Tuesday, July 2, 2024

NFR Project: 'Pass the Gravy' (1928)


Pass the Gravy

Dir: Fred Guiol

Scr: Fred Guiol

Pho: George Stevens

Ed: Richard C. Currier

Premiere: January 1928

25 min.

Jewish comedy in America rose from two sources. First, the tradition of Yiddish theater on the Eastern seaboard in the 19th century meant that iconic comic performances were perpetuated there. Secondly, in vaudeville Jewish comedians were included under the heading of "German" or “Dutch” comics. With the onset of World War I, all things German were discouraged, so all the German comics became Jewish comics overnight.

One of the beneficiaries of this trend was Max Davidson. He was the go-to Jewish comedian of the screen for years, in short-subject vehicles turned out by the Hal Roach studios. While his performances included stereotypical grimaces, shrugs, eye rolls, and oy-vey hands to the face, it can not be said that these films were overtly anti-Semitic. There was no casting of aspersions that Jews were avaricious or craven; no, the Davidson films give us the usual hijinks associated with domestic comedy.

Here Max is an urban farmer whose neighbor has a prize rooster that keeps getting into Max’s yard. The neighbor’s son is engaged to Max’s daughter. Max invites the neighbors over for a chicken dinner. He tells his mischievous son to go buy a chicken for the dinner; the boy pockets the money and grabs the prize rooster by mistake.

Now the families are gathered to eat, and the cooked bird, complete with a “1st Prize” tag still stuck to its leg, is served. Gradually everyone but the neighbor realizes the problem, and soon and frantically everyone is fighting to get that piece of chicken served to the neighbor away from him.

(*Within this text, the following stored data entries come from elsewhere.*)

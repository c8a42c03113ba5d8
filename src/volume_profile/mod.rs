/// Volume Profile Module
///
/// Incremental per-period volume profiles over a bar stream: price level
/// accumulation, point of control tracking, value area expansion and the
/// replay/live gate around them.
pub mod actor;
pub mod alerts;
pub mod boundary;
pub mod calculator;
pub mod engine;
pub mod errors;
pub mod output_cache;
pub mod precision;
pub mod sequence;
pub mod structs;
pub mod validation;
pub mod value_area;

pub use actor::{VolumeProfileActor, VolumeProfileAsk, VolumeProfileReply, VolumeProfileTell};
pub use alerts::{AlertColor, AlertConfig, AlertLevel, AlertSink, LevelAlerts, TracingAlertSink, WatchedLevels};
pub use boundary::{BoundaryPolicy, NoSessionCalendar, SessionCalendar, SessionFlags};
pub use calculator::PeriodProfile;
pub use engine::{EngineStatistics, SharedVolumeProfile, VolumeProfileEngine};
pub use errors::VolumeProfileError;
pub use output_cache::{CacheMetrics, ValueAreaCache};
pub use precision::{PrecisionError, PricePrecisionManager};
pub use sequence::PeriodSequence;
pub use structs::{
    PeriodType, PriceKey, PriceLevel, ProfileSnapshot, ValueArea, ValueAreaSettings, ValueProjection,
    VolumeProfileConfig,
};
pub use validation::{ProfileValidationError, ProfileValidator, ValidationReport};
pub use value_area::ValueAreaCalculator;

Fred Guiol directs his own script here. The comedy has many fine filmmakers attached to it – comedy genius Leo McCary supervised it, and future Oscar-winning director George Stevens photographed it. The typical Roach comic structure is in place here. As the attempts to hide the chicken continue, they multiple absurdly, becoming more and more extreme, to the point where everyone is wrestling around the living room floor, reduced to slapstick.

Ultimately, the truth is found out, and Max does the only thing left to him – he runs. A nice little gag rounds out the film, as Max, far in the distance, is struck down by a thrown stone.